(SUPPLIED ENTRIES)

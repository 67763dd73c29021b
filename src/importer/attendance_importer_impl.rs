// ==========================================
// 考勤导入系统 - 考勤导入器实现
// ==========================================
// 职责: 整合导入流程,从文件到员工汇总
// 流程: 解码 → 表头定位 → 列映射 → 行分类 → 汇总
// 红线: 结构性错误整批失败,不返回部分结果
// ==========================================

use crate::config::IngestConfigReader;
use crate::domain::attendance::{AttendanceReport, RawGrid};
use crate::engine::aggregator::AttendanceAggregator;
use crate::importer::column_mapper::ColumnMapper;
use crate::importer::error::{ImportError, ImportResult};
use crate::importer::header_locator::HeaderLocator;
use crate::importer::importer_trait::{AttendanceImporter, GridReader};
use crate::importer::row_classifier::RowClassifier;
use std::path::Path;
use std::time::Instant;
use tracing::{debug, error, info, instrument};
use uuid::Uuid;

// ==========================================
// AttendanceImporterImpl - 考勤导入器实现
// ==========================================
pub struct AttendanceImporterImpl<C>
where
    C: IngestConfigReader,
{
    // 配置读取器
    config: C,

    // 文件解码器
    grid_reader: Box<dyn GridReader>,
}

impl<C> AttendanceImporterImpl<C>
where
    C: IngestConfigReader,
{
    /// 创建新的 AttendanceImporter 实例
    ///
    /// # 参数
    /// - config: 配置读取器
    /// - grid_reader: 文件解码器
    pub fn new(config: C, grid_reader: Box<dyn GridReader>) -> Self {
        Self {
            config,
            grid_reader,
        }
    }
}

impl<C> AttendanceImporter for AttendanceImporterImpl<C>
where
    C: IngestConfigReader,
{
    #[instrument(skip(self, file_path), fields(file = %file_path.display()))]
    fn import_file(&self, file_path: &Path) -> ImportResult<AttendanceReport> {
        // === 步骤 0: 解码文件 ===
        debug!("步骤 0: 解码文件");
        let grid = self.grid_reader.read_grid(file_path).map_err(|e| {
            error!(error = %e, "文件解码失败");
            e
        })?;

        self.ingest_grid(&grid)
    }

    #[instrument(skip(self, grid), fields(batch_id))]
    fn ingest_grid(&self, grid: &RawGrid) -> ImportResult<AttendanceReport> {
        let start_time = Instant::now();
        let batch_id = Uuid::new_v4().to_string();
        tracing::Span::current().record("batch_id", batch_id.as_str());
        info!(rows = grid.len(), "开始导入考勤数据");

        // === 步骤 1: 表头定位 ===
        debug!("步骤 1: 表头定位");
        let locator = HeaderLocator::new(self.config.header_scan_rows());
        let header_index = locator.locate(grid).ok_or_else(|| {
            let err = ImportError::HeaderNotFound {
                scanned: locator.scan_window(grid),
            };
            error!(error = %err, "表头定位失败");
            err
        })?;

        // === 步骤 2: 列映射 ===
        debug!(header_index, "步骤 2: 列映射");
        let header_row = grid.row(header_index).ok_or_else(|| {
            ImportError::InternalError(format!("表头行越界: {}", header_index))
        })?;
        let columns = ColumnMapper.map(header_row).map_err(|e| {
            error!(error = %e, "列映射失败");
            e
        })?;
        debug!(mapped = ?columns.mapped_keys(), "列映射完成");

        // === 步骤 3: 行分类 + 汇总 ===
        debug!("步骤 3: 行分类与汇总");
        let classifier = RowClassifier::new(&columns, self.config.unknown_label());
        let mut aggregator = AttendanceAggregator::new(self.config.hours_per_day());
        let mut total_records = 0;
        let mut skipped_rows = 0;

        for (idx, row) in grid.rows().iter().enumerate().skip(header_index + 1) {
            match classifier.classify(row, idx + 1) {
                Some(record) => {
                    total_records += 1;
                    aggregator.push(record);
                }
                None => skipped_rows += 1,
            }
        }

        // === 步骤 4: 汇总完成 ===
        let employees = aggregator.employee_count();
        let summaries = aggregator.finish();

        info!(
            employees,
            records = total_records,
            skipped = skipped_rows,
            elapsed_ms = start_time.elapsed().as_millis() as u64,
            "考勤导入完成"
        );

        Ok(AttendanceReport {
            batch_id,
            header_row_index: header_index,
            total_records,
            skipped_rows,
            summaries,
        })
    }
}
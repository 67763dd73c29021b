// ==========================================
// 考勤导入系统 - 配置层
// ==========================================
// 职责: 导入管道参数（表头扫描窗口 / 每日标准工时 / 占位文本）
// 来源: 默认值 → JSON 文件 → 环境变量
// ==========================================

pub mod ingest_config;
pub mod ingest_config_trait;

// 重导出核心配置
pub use ingest_config::{config_keys, IngestConfig};
pub use ingest_config_trait::IngestConfigReader;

(End SUPPLIED ENTRIES)

> [ACTIVITY]: Full transcription, please: every entry, exactly as written.

> [WRITTEN ANSWER]:
repository 67763dd73c29021b
filename src/importer/attendance_importer_impl.rs
// ==========================================
// 考勤导入系统 - 考勤导入器实现
// ==========================================
// 职责: 整合导入流程,从文件到员工汇总
// 流程: 解码 → 表头定位 → 列映射 → 行分类 → 汇总
// 红线: 结构性错误整批失败,不返回部分结果
// ==========================================

use crate::config::IngestConfigReader;
use crate::domain::attendance::{AttendanceReport, RawGrid};
use crate::engine::aggregator::AttendanceAggregator;
use crate::importer::column_mapper::ColumnMapper;
use crate::importer::error::{ImportError, ImportResult};
use crate::importer::header_locator::HeaderLocator;
use crate::importer::importer_trait::{AttendanceImporter, GridReader};
use crate::importer::row_classifier::RowClassifier;
use std::path::Path;
use std::time::Instant;
use tracing::{debug, error, info, instrument};
use uuid::Uuid;

// ==========================================
// AttendanceImporterImpl - 考勤导入器实现
// ==========================================
pub struct AttendanceImporterImpl<C>
where
    C: IngestConfigReader,
{
    // 配置读取器
    config: C,

    // 文件解码器
    grid_reader: Box<dyn GridReader>,
}

impl<C> AttendanceImporterImpl<C>
where
    C: IngestConfigReader,
{
    /// 创建新的 AttendanceImporter 实例
    ///
    /// # 参数
    /// - config: 配置读取器
    /// - grid_reader: 文件解码器
    pub fn new(config: C, grid_reader: Box<dyn GridReader>) -> Self {
        Self {
            config,
            grid_reader,
        }
    }
}

impl<C> AttendanceImporter for AttendanceImporterImpl<C>
where
    C: IngestConfigReader,
{
    #[instrument(skip(self, file_path), fields(file = %file_path.display()))]
    fn import_file(&self, file_path: &Path) -> ImportResult<AttendanceReport> {
        // === 步骤 0: 解码文件 ===
        debug!("步骤 0: 解码文件");
        let grid = self.grid_reader.read_grid(file_path).map_err(|e| {
            error!(error = %e, "文件解码失败");
            e
        })?;

        self.ingest_grid(&grid)
    }

    #[instrument(skip(self, grid), fields(batch_id))]
    fn ingest_grid(&self, grid: &RawGrid) -> ImportResult<AttendanceReport> {
        let start_time = Instant::now();
        let batch_id = Uuid::new_v4().to_string();
        tracing::Span::current().record("batch_id", batch_id.as_str());
        info!(rows = grid.len(), "开始导入考勤数据");

        // === 步骤 1: 表头定位 ===
        debug!("步骤 1: 表头定位");
        let locator = HeaderLocator::new(self.config.header_scan_rows());
        let header_index = locator.locate(grid).ok_or_else(|| {
            let err = ImportError::HeaderNotFound {
                scanned: locator.scan_window(grid),
            };
            error!(error = %err, "表头定位失败");
            err
        })?;

        // === 步骤 2: 列映射 ===
        debug!(header_index, "步骤 2: 列映射");
        let header_row = grid.row(header_index).ok_or_else(|| {
            ImportError::InternalError(format!("表头行越界: {}", header_index))
        })?;
        let columns = ColumnMapper.map(header_row).map_err(|e| {
            error!(error = %e, "列映射失败");
            e
        })?;
        debug!(mapped = ?columns.mapped_keys(), "列映射完成");

        // === 步骤 3: 行分类 + 汇总 ===
        debug!("步骤 3: 行分类与汇总");
        let classifier = RowClassifier::new(&columns, self.config.unknown_label());
        let mut aggregator = AttendanceAggregator::new(self.config.hours_per_day());
        let mut total_records = 0;
        let mut skipped_rows = 0;

        for (idx, row) in grid.rows().iter().enumerate().skip(header_index + 1) {
            match classifier.classify(row, idx + 1) {
                Some(record) => {
                    total_records += 1;
                    aggregator.push(record);
                }
                None => skipped_rows += 1,
            }
        }

        // === 步骤 4: 汇总完成 ===
        let employees = aggregator.employee_count();
        let summaries = aggregator.finish();

        info!(
            employees,
            records = total_records,
            skipped = skipped_rows,
            elapsed_ms = start_time.elapsed().as_millis() as u64,
            "考勤导入完成"
        );

        Ok(AttendanceReport {
            batch_id,
            header_row_index: header_index,
            total_records,
            skipped_rows,
            summaries,
        })
    }
}
repository 67763dd73c29021b
// ==========================================
// 考勤导入系统 - 配置层
// ==========================================
// 职责: 导入管道参数（表头扫描窗口 / 每日标准工时 / 占位文本）
// 来源: 默认值 → JSON 文件 → 环境变量
// ==========================================

pub mod ingest_config;
pub mod ingest_config_trait;

// 重导出核心配置
pub use ingest_config::{config_keys, IngestConfig};
pub use ingest_config_trait::IngestConfigReader;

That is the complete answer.